MOULINS
La seconde des cinq « Conférences capitales » s’est aussi interrogée sur les pratiques culturelles des étudiants à l’Université
Quatre intervenants étaient réunis à Moulins (Allier) le 20 octobre dernier pour montrer en quoi l’Éducation artistique et culturelle (EAC) à l’école et les écoles d’art peuvent être des leviers de développement dans les régions.
Pour Pascal Ory, historien et académicien, la spécificité française du centralisme parisien a constitué un atout dans le champ de l’EAC. « Il suffit de se plonger dans l’histoire culturelle des communes de France pour se rendre compte à quel point le modèle parisien a été efficace dans les décisions prises dès le XIXe siècle par des conseillers municipaux pour créer l’école des beaux-arts ou le conservatoire local… » Un autre point d’intérêt a été, selon lui, le « culturalisme français » : « Au début, le ministère des Affaires culturelles a été créé, non pas contre, mais en distance avec l’Éducation nationale, a-t-il rappelé. Une bonne partie du travail de rétablissement des passerelles est encore en cours, avec la mise en place de dispositifs tels que l’“École au cinéma”, “Collège au cinéma”… Et c’est peut-être là que la notion d’EAC trouve tout son sens. »

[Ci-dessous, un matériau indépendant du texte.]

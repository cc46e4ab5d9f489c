use std::io::Write;

use owo_colors::OwoColorize;
use sdgscan_core::{ClassificationScores, ClassifierError, ExtractedAbstract, LedgerSummary};

/// Whether to use colored output.
#[derive(Debug, Clone, Copy)]
pub struct ColorMode(pub bool);

impl ColorMode {
    pub fn enabled(&self) -> bool {
        self.0
    }
}

/// Print the extracted abstract and how it was found.
pub fn print_abstract(
    w: &mut dyn Write,
    file_name: &str,
    extracted: &ExtractedAbstract,
    color: ColorMode,
) -> std::io::Result<()> {
    let words = extracted.text.split_whitespace().count();
    let method = format!(
        "tier {}: {}",
        extracted.tier.level(),
        extracted.tier.description()
    );

    if color.enabled() {
        writeln!(w, "{} {}", "Abstract of".bold(), file_name.bold())?;
        writeln!(w, "{}", format!("({method}, {words} words)").dimmed())?;
    } else {
        writeln!(w, "Abstract of {file_name}")?;
        writeln!(w, "({method}, {words} words)")?;
    }
    if let Some(heading) = extracted.stop_heading {
        writeln!(w, "Ends at heading: {}", heading.label())?;
    }
    writeln!(w)?;

    if extracted.text.is_empty() {
        writeln!(w, "(empty)")?;
    } else {
        writeln!(w, "{}", extracted.text)?;
    }
    writeln!(w)?;
    Ok(())
}

/// Print the score table, highest first, marking goals above `threshold`.
pub fn print_scores(
    w: &mut dyn Write,
    scores: &ClassificationScores,
    threshold: f64,
    color: ColorMode,
) -> std::io::Result<()> {
    if scores.is_empty() {
        writeln!(w, "No SDG scores returned.")?;
        return Ok(());
    }

    let sorted = scores.sorted_desc();
    let width = sorted
        .iter()
        .map(|(label, _)| label.chars().count())
        .max()
        .unwrap_or(0);

    if color.enabled() {
        writeln!(w, "{}", "SDG scores".bold())?;
    } else {
        writeln!(w, "SDG scores")?;
    }
    for (label, score) in &sorted {
        let row = format!("  {label:<width$}  {score:>6.2}%");
        let relevant = *score > threshold;
        match (relevant, color.enabled()) {
            (true, true) => writeln!(w, "{}", row.green().bold())?,
            (true, false) => writeln!(w, "{row}  *")?,
            (false, true) => writeln!(w, "{}", row.dimmed())?,
            (false, false) => writeln!(w, "{row}")?,
        }
    }

    let relevant = scores.triggered(threshold).len();
    writeln!(
        w,
        "\n{relevant} of {} goals above the {threshold}% relevance threshold",
        sorted.len()
    )?;
    Ok(())
}

/// Explain that classification failed; the abstract is still usable.
pub fn print_classifier_error(
    w: &mut dyn Write,
    err: &ClassifierError,
    color: ColorMode,
) -> std::io::Result<()> {
    if color.enabled() {
        writeln!(w, "{} {}", "WARNING:".yellow(), err)?;
    } else {
        writeln!(w, "WARNING: {err}")?;
    }
    writeln!(w, "No SDG scores available for this document.")?;
    Ok(())
}

/// Print the activity ledger summary.
pub fn print_insight(
    w: &mut dyn Write,
    summary: &LedgerSummary,
    color: ColorMode,
) -> std::io::Result<()> {
    let last = summary
        .last_upload
        .map(|t| t.format("%Y-%m-%d %H:%M:%S UTC").to_string())
        .unwrap_or_else(|| "never".to_string());

    if color.enabled() {
        writeln!(w, "{} {}", "Total uploads:".bold(), summary.total)?;
        writeln!(w, "{} {}", "Last upload:".bold(), last)?;
    } else {
        writeln!(w, "Total uploads: {}", summary.total)?;
        writeln!(w, "Last upload: {last}")?;
    }

    if summary.recent.is_empty() {
        return Ok(());
    }
    writeln!(w, "\nLast {} uploads:", summary.recent.len())?;
    for event in &summary.recent {
        let when = event.uploaded_at.format("%Y-%m-%d %H:%M:%S");
        let place = match &event.location {
            Some(location) => format!("{}, {}", event.origin, location),
            None => event.origin.clone(),
        };
        let goals = match &event.triggered {
            Some(labels) if !labels.is_empty() => labels.join("; "),
            Some(_) => "-".to_string(),
            None => "failed".to_string(),
        };
        if color.enabled() {
            writeln!(
                w,
                "  {} {} ({}) {}",
                when.dimmed(),
                event.filename,
                place,
                goals.cyan()
            )?;
        } else {
            writeln!(w, "  {when} {} ({place}) {goals}", event.filename)?;
        }
    }
    Ok(())
}

#[cfg(test)]
mod tests {
    use super::*;
    use sdgscan_core::{ExtractionTier, StopHeading, UploadEvent};

    const PLAIN: ColorMode = ColorMode(false);

    fn render(f: impl FnOnce(&mut dyn Write) -> std::io::Result<()>) -> String {
        let mut buf = Vec::new();
        f(&mut buf).unwrap();
        String::from_utf8(buf).unwrap()
    }

    #[test]
    fn abstract_header_names_tier() {
        let extracted = ExtractedAbstract {
            text: "We measure nitrate runoff.".to_string(),
            tier: ExtractionTier::MarkerToHeading,
            stop_heading: Some(StopHeading::Keywords),
        };
        let out = render(|w| print_abstract(w, "rivers.pdf", &extracted, PLAIN));
        assert!(out.starts_with("Abstract of rivers.pdf\n"));
        assert!(out.contains("(tier 1: abstract heading to next section heading, 4 words)"));
        assert!(out.contains("Ends at heading: Keywords"));
        assert!(out.contains("\nWe measure nitrate runoff.\n"));
    }

    #[test]
    fn scores_marked_against_threshold() {
        let scores: ClassificationScores = [
            ("Goal 6".to_string(), 81.5),
            ("Goal 14".to_string(), 30.0),
            ("Goal 1".to_string(), 2.25),
        ]
        .into_iter()
        .collect();
        let out = render(|w| print_scores(w, &scores, 30.0, PLAIN));
        let lines: Vec<&str> = out.lines().collect();
        assert_eq!(lines[0], "SDG scores");
        assert_eq!(lines[1], "  Goal 6    81.50%  *");
        assert_eq!(lines[2], "  Goal 14   30.00%");
        assert_eq!(lines[3], "  Goal 1     2.25%");
        assert!(out.contains("1 of 3 goals above the 30% relevance threshold"));
    }

    #[test]
    fn empty_scores_and_errors() {
        let out = render(|w| print_scores(w, &ClassificationScores::new(), 30.0, PLAIN));
        assert_eq!(out, "No SDG scores returned.\n");

        let out = render(|w| print_classifier_error(w, &ClassifierError::Timeout, PLAIN));
        assert!(out.starts_with("WARNING: classifier request timed out\n"));
    }

    #[test]
    fn insight_lists_events() {
        let mut event = UploadEvent::new("rivers.pdf", "198.51.100.4")
            .with_triggered(Some(vec!["Goal 6".into(), "Goal 14".into()]));
        event.location = Some("Leiden, Netherlands".into());
        let failed = UploadEvent::new("scan.pdf", "unknown");
        let summary = LedgerSummary {
            total: 7,
            last_upload: Some(event.uploaded_at),
            recent: vec![event, failed],
        };
        let out = render(|w| print_insight(w, &summary, PLAIN));
        assert!(out.starts_with("Total uploads: 7\n"));
        assert!(out.contains("Last 2 uploads:"));
        assert!(out.contains("rivers.pdf (198.51.100.4, Leiden, Netherlands) Goal 6; Goal 14"));
        assert!(out.contains("scan.pdf (unknown) failed"));
    }

    #[test]
    fn insight_empty_ledger() {
        let out = render(|w| print_insight(w, &LedgerSummary::default(), PLAIN));
        assert_eq!(out, "Total uploads: 0\nLast upload: never\n");
    }
}
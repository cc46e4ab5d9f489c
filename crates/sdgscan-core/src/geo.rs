//! Best-effort geolocation of requester addresses for the activity ledger.

use std::net::IpAddr;
use std::time::Duration;

/// Looks up a coarse location ("City, Region, Country") for a public IP.
///
/// The endpoint is a URL template with an `{ip}` placeholder returning JSON,
/// e.g. `https://ipapi.co/{ip}/json/` or `http://ip-api.com/json/{ip}`.
pub struct GeoLocator {
    client: reqwest::Client,
    url_template: String,
    timeout: Duration,
}

impl GeoLocator {
    pub fn new(client: reqwest::Client, url_template: impl Into<String>, timeout: Duration) -> Self {
        Self {
            client,
            url_template: url_template.into(),
            timeout,
        }
    }

    /// Resolve `origin` to a location. Never fails: non-public addresses,
    /// network errors and unusable responses all yield `None`.
    pub async fn locate(&self, origin: &str) -> Option<String> {
        let ip = public_ip(origin)?;
        let url = self.url_template.replace("{ip}", &ip.to_string());

        let resp = match self.client.get(&url).timeout(self.timeout).send().await {
            Ok(resp) => resp,
            Err(e) => {
                tracing::debug!(%ip, error = %e, "geolocation lookup failed");
                return None;
            }
        };
        if !resp.status().is_success() {
            tracing::debug!(%ip, status = %resp.status(), "geolocation lookup rejected");
            return None;
        }

        let body: serde_json::Value = resp.json().await.ok()?;
        location_from_json(&body)
    }
}

/// Parse `origin` and keep it only if it is a routable public address.
pub fn public_ip(origin: &str) -> Option<IpAddr> {
    let ip: IpAddr = origin.trim().parse().ok()?;
    let public = match ip {
        IpAddr::V4(v4) => {
            !(v4.is_loopback()
                || v4.is_private()
                || v4.is_link_local()
                || v4.is_unspecified()
                || v4.is_broadcast())
        }
        IpAddr::V6(v6) => {
            let first = v6.segments()[0];
            let unique_local = (first & 0xfe00) == 0xfc00;
            let link_local = (first & 0xffc0) == 0xfe80;
            !(v6.is_loopback() || v6.is_unspecified() || unique_local || link_local)
        }
    };
    public.then_some(ip)
}

/// Build "City, Region, Country" from the field names common geo-IP APIs use.
pub fn location_from_json(body: &serde_json::Value) -> Option<String> {
    let field = |names: &[&str]| {
        names
            .iter()
            .filter_map(|n| body[*n].as_str())
            .map(str::trim)
            .find(|s| !s.is_empty())
    };

    let parts: Vec<&str> = [
        field(&["city"]),
        field(&["region", "regionName"]),
        field(&["country_name", "country"]),
    ]
    .into_iter()
    .flatten()
    .collect();

    if parts.is_empty() {
        None
    } else {
        Some(parts.join(", "))
    }
}

#[cfg(test)]
mod tests {
    use super::*;
    use serde_json::json;

    #[test]
    fn private_and_loopback_are_skipped() {
        for origin in ["127.0.0.1", "10.1.2.3", "192.168.0.10", "172.16.5.4", "169.254.1.1", "::1", "fd00::1", "fe80::1", "0.0.0.0", "unknown", ""] {
            assert!(public_ip(origin).is_none(), "{origin} should not be looked up");
        }
    }

    #[test]
    fn public_addresses_are_kept() {
        assert_eq!(public_ip(" 8.8.8.8 "), Some("8.8.8.8".parse().unwrap()));
        assert!(public_ip("2001:4860:4860::8888").is_some());
    }

    #[test]
    fn location_from_ipapi_shape() {
        let body = json!({"ip": "8.8.8.8", "city": "Mountain View", "region": "California", "country_name": "United States"});
        assert_eq!(
            location_from_json(&body).as_deref(),
            Some("Mountain View, California, United States")
        );
    }

    #[test]
    fn location_from_ip_api_shape() {
        let body = json!({"status": "success", "city": "Bandung", "regionName": "West Java", "country": "Indonesia"});
        assert_eq!(
            location_from_json(&body).as_deref(),
            Some("Bandung, West Java, Indonesia")
        );
    }

    #[test]
    fn location_partial_or_empty() {
        assert_eq!(
            location_from_json(&json!({"city": "", "country": "Kenya"})).as_deref(),
            Some("Kenya")
        );
        assert!(location_from_json(&json!({"error": true, "reason": "Reserved IP Address"})).is_none());
    }
}
use std::time::Duration;

use super::{Classifier, ClassifierError, ClassifyFuture, scores_from_response};

/// Client for the Aurora multi-label SDG classifier.
///
/// Posts `{"text": ...}` as JSON and reads back one prediction per goal.
/// Every call is bounded by `timeout`; the upstream service sometimes
/// stalls under load.
pub struct AuroraClassifier {
    client: reqwest::Client,
    url: String,
    timeout: Duration,
}

impl AuroraClassifier {
    pub fn new(url: impl Into<String>, timeout: Duration) -> Self {
        Self::with_client(reqwest::Client::new(), url, timeout)
    }

    /// Share an existing HTTP client (connection pool) with the classifier.
    pub fn with_client(client: reqwest::Client, url: impl Into<String>, timeout: Duration) -> Self {
        Self {
            client,
            url: url.into(),
            timeout,
        }
    }

    pub fn url(&self) -> &str {
        &self.url
    }
}

impl Classifier for AuroraClassifier {
    fn name(&self) -> &str {
        "Aurora"
    }

    fn classify<'a>(&'a self, text: &'a str) -> ClassifyFuture<'a> {
        Box::pin(async move {
            let resp = self
                .client
                .post(&self.url)
                .json(&serde_json::json!({ "text": text }))
                .timeout(self.timeout)
                .send()
                .await?;

            let status = resp.status();
            if !status.is_success() {
                return Err(ClassifierError::Status(status.as_u16()));
            }

            let body: serde_json::Value = resp
                .json()
                .await
                .map_err(|e| ClassifierError::Decode(e.to_string()))?;

            Ok(scores_from_response(&body))
        })
    }
}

Un exemple réussi du programme Éducation artistique et culturelle
Créé en 2005, le Haut Conseil de l’éducation artistique et culturelle est l’opérateur qui manquait pour donner une visibilité institutionnelle à l’EAC. Il s’est attelé en 2016 à la rédaction d’une « Charte pour l’éducation artistique et culturelle ». « S’agit-il d’éducation par l’art ou à l’art ?, interroge Emmanuel Ethis, recteur de l’académie de Rennes et animateur du Haut Conseil. Faut-il pratiquer ou faut-il d’abord savoir pour pratiquer ? Nous avons conclu que les deux aspects étaient au même niveau. »
En 2017, l’objectif du président Emmanuel Macron est que « 100 % des enfants [soient] touchés par les trois dimensions que sont la pratique artistique, la fréquentation des œuvres et la rencontre avec les artistes, l’acquisition de connaissances dans le domaine des arts et de la culture ». Or, selon une étude récente du ministère de la Culture, encore 25 % des jeunes n’ont pas eu d’expérience relevant de l’EAC durant leur parcours. Pour Emmanuel Ethis, « c’est un enjeu de politique publique : il s’agit de réfléchir sur les territoires afin de toucher l’ensemble de la jeunesse ». Car, « au-delà du mot d’ordre et de la feuille de route du ministère, c’est d’abord une histoire de territoires. Il faut des projets qui se montent selon une logique partenariale à l’échelle territoriale. » Le recteur de l’académie de Rennes a ainsi présenté un exemple de projet EAC intitulé « Raconte-moi en grand ». Sur une année scolaire, et en liaison avec les principales matières enseignées, les enfants de deux écoles bretonnes, de la maternelle au CM2, ont rencontré la dernière habitante du château de la Roche-Jagu (Côtes-d’Armor), qui leur a raconté l’histoire des lieux. Une histoire que les enfants ont ensuite illustrée avec l’aide d’un artiste vidéaste, afin de produire un petit film projeté sur la façade du château. « Tout le monde est réuni pour la restitution du projet – enfants, parents, professeurs – et raconte sa part de participation. Cela permet à chacun de s’approprier ce projet et ce patrimoine de proximité, et d’en devenir un ambassadeur. » Le tout pour un coût global modeste de 8 000 euros.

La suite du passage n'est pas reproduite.